Taking God's Name in Vain
May 07, 2010
The First Commandment establishes God as the only Sovereign over all that He has created. It establishes the biblical form of government on the earth. All authorities on earth are therefore expected to exercise authority according to the laws of God.
The Second Commandment regulates all those authorities on earth, telling them to interpret and apply the laws of God according to the mind of God. They are to have no idols in their hearts, no false image ("imagination") of God. In essence, it is a command to KNOW GOD.
The Third Commandment says, "You shall not take the name of the Lord your God in vain." This has to do with TRUTH being established in the divine court. It has to do with taking an oath, or swearing to tell the truth while invoking the name of God as a witness.
When government officials are sworn into office, they take an oath to uphold the Constitution and to rule according to the laws of the land. In a court of law, or when summoned by a Senate committee to answer questions, the witnesses take an oath "so help me God." To give false or incomplete testimony is to commit perjury.
A lie is a statement devoid of truth, that is, it is "vain" or empty, having no truth in it. Hence, taking His name "in vain" speaks of empty words spoken under oath.
Numbers 5:1 says,
"Now if a person sins, after he hears a public adjuration to testify, when he is a witness, whether he has seen or otherwise known, if he does not tell it, then he will bear his guilt."
In other words: Here is what to do about a person who sins by not being a truthful or faithful witness. If the court sends out a public notice about a crime that has been committed, "a public adjuration" that any and all witnesses to a crime must step forward and testify what they have seen or heard, if someone fails to obey, he will be guilty of perjury.
In the Kingdom of God it is mandatory to testify so that the court can come to the most complete understanding of truth in every case. And when they testify, they must speak the whole truth. A good example of this is found in Matthew 26, where the high priest adjured Jesus to testify:
(63) But Jesus kept silent. And the high priest said to Him, "I adjure you by the living God that you tell us whether you are the Christ, the Son of God." (64) Jesus said to him, "You have said it yourself; nevertheless, I tell you, hereafter you shall see the Son of Man sitting at the right hand of the Power and coming on the clouds of heaven."
Jesus remained silent when His accusers bore false witness against Him.
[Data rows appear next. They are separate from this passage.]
// Byte codecs: run-length encoding and bounded-window LZ.
//
// - `token` : token formats, marker constants, and stream readers
// - `rle`   : run-length codec (0xFF run marker, raw literals)
// - `window`: window-match codec (0x00 literal / 0x01 match markers)
//
// Raw streams carry no header, so decoding needs the same `Algorithm` that
// produced the stream. `crate::frame` adds a one-byte tag for callers that
// want self-describing output.

use std::fmt;
use std::str::FromStr;

use log::debug;
use thiserror::Error;

pub mod rle;
pub mod token;
pub mod window;

pub use rle::RleCodec;
pub use token::{RleToken, WindowToken};
pub use window::{WindowConfig, WindowMatchCodec};

// ---------------------------------------------------------------------------
// Algorithm identifier
// ---------------------------------------------------------------------------

/// Identifies which codec produced (or should produce) a stream.
#[derive(Debug, Clone, Copy, PartialEq, Eq, Hash)]
pub enum Algorithm {
    /// Run-length encoding.
    Rle,
    /// Bounded-window match codec ("LZ-lite").
    WindowMatch,
}

impl Algorithm {
    /// Every supported algorithm, in a stable order.
    pub const ALL: [Algorithm; 2] = [Algorithm::Rle, Algorithm::WindowMatch];

    /// Short name used on the command line and in logs.
    pub fn name(self) -> &'static str {
        match self {
            Self::Rle => "rle",
            Self::WindowMatch => "lz",
        }
    }

    /// A codec for this algorithm with its default configuration.
    pub fn codec(self) -> Box<dyn Codec> {
        self.codec_with(WindowConfig::default())
    }

    /// A codec for this algorithm; `window` only affects window-match.
    pub fn codec_with(self, window: WindowConfig) -> Box<dyn Codec> {
        match self {
            Self::Rle => Box::new(RleCodec),
            Self::WindowMatch => Box::new(WindowMatchCodec::new(window)),
        }
    }
}

impl fmt::Display for Algorithm {
    fn fmt(&self, f: &mut fmt::Formatter<'_>) -> fmt::Result {
        f.write_str(self.name())
    }
}

impl FromStr for Algorithm {
    type Err = CodecError;

    fn from_str(s: &str) -> Result<Self, Self::Err> {
        match s.trim().to_ascii_lowercase().as_str() {
            "rle" => Ok(Self::Rle),
            "lz" | "lz-lite" | "window" | "window-match" => Ok(Self::WindowMatch),
            _ => Err(CodecError::UnsupportedAlgorithm(s.to_string())),
        }
    }
}

// ---------------------------------------------------------------------------
// Errors
// ---------------------------------------------------------------------------

/// Errors surfaced by decoding and codec selection. Encoding never fails.
#[derive(Debug, Clone, PartialEq, Eq, Error)]
pub enum CodecError {
    /// The stream ended mid-token or contained an invalid token.
    #[error("malformed {algorithm} stream at byte {position}: {kind}")]
    MalformedStream {
        algorithm: Algorithm,
        /// Offset of the offending token within the encoded buffer.
        position: usize,
        kind: MalformedKind,
    },

    /// The caller named a codec that does not exist.
    #[error("unsupported algorithm '{0}' (expected 'rle' or 'lz')")]
    UnsupportedAlgorithm(String),

    /// A framed stream had no tag byte.
    #[error("empty frame: missing codec tag")]
    EmptyFrame,

    /// A framed stream started with an unknown tag byte.
    #[error("unknown frame tag {0:#04x}")]
    UnknownTag(u8),
}

/// What exactly was wrong with a malformed stream.
#[derive(Debug, Clone, Copy, PartialEq, Eq, Error)]
pub enum MalformedKind {
    #[error("marker {marker:#04x} needs {needed} trailing byte(s), {available} available")]
    Truncated {
        marker: u8,
        needed: usize,
        available: usize,
    },

    #[error("unknown marker byte {0:#04x}")]
    UnknownMarker(u8),

    #[error("match offset {offset} outside the {available} byte(s) decoded so far")]
    OffsetOutOfRange { offset: usize, available: usize },
}

impl CodecError {
    pub(crate) fn malformed(algorithm: Algorithm, position: usize, kind: MalformedKind) -> Self {
        Self::MalformedStream {
            algorithm,
            position,
            kind,
        }
    }
}

// ---------------------------------------------------------------------------
// Codec trait
// ---------------------------------------------------------------------------

/// A reversible byte codec.
///
/// `decode(&encode(x))` must return `x` for every input.
pub trait Codec: Send + Sync {
    /// The identifier a caller must pass to decode this codec's output.
    fn algorithm(&self) -> Algorithm;

    /// Encode a whole buffer. Total: every input has an encoding.
    fn encode(&self, input: &[u8]) -> Vec<u8>;

    /// Decode a whole buffer produced by `encode`.
    fn decode(&self, input: &[u8]) -> Result<Vec<u8>, CodecError>;
}

// ---------------------------------------------------------------------------
// Dispatch by identifier
// ---------------------------------------------------------------------------

/// Encode `input` with the default configuration of `algorithm`.
pub fn encode(algorithm: Algorithm, input: &[u8]) -> Vec<u8> {
    algorithm.codec().encode(input)
}

/// Decode a raw stream that `algorithm` produced.
///
/// Streams carry no header: decoding with the wrong algorithm yields
/// garbage or a `MalformedStream` error.
pub fn decode(algorithm: Algorithm, input: &[u8]) -> Result<Vec<u8>, CodecError> {
    algorithm.codec().decode(input)
}

/// Let the selector pick a codec, then encode with it.
pub fn encode_auto(input: &[u8]) -> (Algorithm, Vec<u8>) {
    let algorithm = crate::select::select(input);
    debug!("auto-selected {algorithm} for {} byte(s)", input.len());
    (algorithm, encode(algorithm, input))
}

// ---------------------------------------------------------------------------
// Tests
// ---------------------------------------------------------------------------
But when the high priest ADJURED Him to testify, the law demanded that He speak the whole truth. At that point Jesus gave them the whole truth, not only confirming that He was the Messiah, but also adding the rest of the truth. This shocked them, of course, and because they did not believe it, they assumed He was guilty of blasphemy--that is, taking God's name in vain, or testifying with empty words.
He was thus crucified on a charge of blasphemy. They said He violated the Third Commandment, when in fact the high priest was guilty of violating the Second Commandment. The idol in his heart caused him to convict an innocent man. He did not really know the mind of God, because He and most of the others were expecting a military messiah who would overthrow the Romans, make Judea independent, and then anoint the Sanhedrin as His cabinet.
They did not realize that they were among the "evil figs" of Jeremiah 24, men who disagreed with God's judgments on the nation and who wanted to fight against the nations that God had raised up to judge Jerusalem and Judah. This was the root issue that revealed their heart idolatry, their incorrect opinion in regard to God and His judgments. So in violating the Second Commandment, they refused to believe the truth of Christ's witness and instead convicted an innocent man.
The proof of this is the divine judgment that occurred 40 years later at Passover of 73 A.D. at the end of Judah's 40-year grace period as established in Ezekiel 4:6. Masada was taken, ending the Roman War that had begun at Passover of 70 A.D. (The Romans began their siege of Jerusalem at Passover of 70, which was precisely 40 years after John the Baptist had been executed.)
In the divine law, no one could be convicted of any crime (sin) except by the mouth of two or three witnesses (Deut. 19:15). Inevitably, there would be times when crimes were committed without witnesses. Suspicions were insufficient to convict people of criminal behavior. This may seem like justice would be disadvantaged. Men have often tried to overcome this problem by torturing witnesses or tricking them by lies. But the Bible has a better solution. The suspect was to go to court and take an oath of innocence.
Hebrews 6:16 says,
"For men swear by one greater than themselves, and with them an oath given as confirmation is an end of every dispute."
In other words, when a suspect takes an oath and declares in court that he or she is innocent, this ends the dispute. Why? Because such action refers the case to the Supreme Court for judgment. If the suspect is truly guilty and has perjured himself, the matter is left to God for judgment, because the earthly court is incapable of judging matters without witnesses (proof).
The most important section of the law teaching about this is found in Numbers 5, beginning in verse 5. It starts out,
(6) Speak to the sons of Israel, "When a man or woman commits any of the sins of mankind, acting unfaithfully against the Lord, and that person is guilty, (7) then he shall confess his sins which he has committed, and he shall make restitution in full for his wrong, and add to it one-fifth of it, and give it to him whom he has wronged."
Because this is the introductory example in a section about sins being committed where there are no witnesses, it is plain that it speaks of a case where someone has stolen something with no witnesses or evidence to testify against him. In other words, he got away with the crime. God's instruction here is that he ought to repent, turn from his sin, and make confession. As a reward for self-confession, his restitution payment is only one-fifth, instead of the double, fourfold, or fivefold restitution demanded in Exodus 22:1-4.
The second example is where a man's wife is thought to be unfaithful. The husband suspects his wife is guilty, but he lacks proof. He was to settle the matter by taking her to the Supreme Court represented by a priest. She was to swear an oath of innocence (vs. 19-22). The husband was to accept this oath as Truth. He was to assume her innocence.
God, of course, knows all things. So if she had taken His name in vain, appealing to God to bear witness of her false statement, then the case would be judged by God personally. In other words, she should be assumed to be innocent unless God proved her guilty.
So the Third Commandment establishes a system of justice whereby the Supreme Court of God can decide cases that the earthly courts cannot handle due to a lack of witnesses. Moreover, there are many times when false witnesses rise up to convict the innocent or to release the guilty. Whenever true justice is not done for one reason or another, the offended party has the right to appeal to the divine court.
A non-Kingdom government does not recognize such a divine court on earth. Further, there has been a change from Levi to Melchizedek, due to the Levitical priesthood being disqualified by its heart idolatry. With these alterations in place, the basic law principle still stands.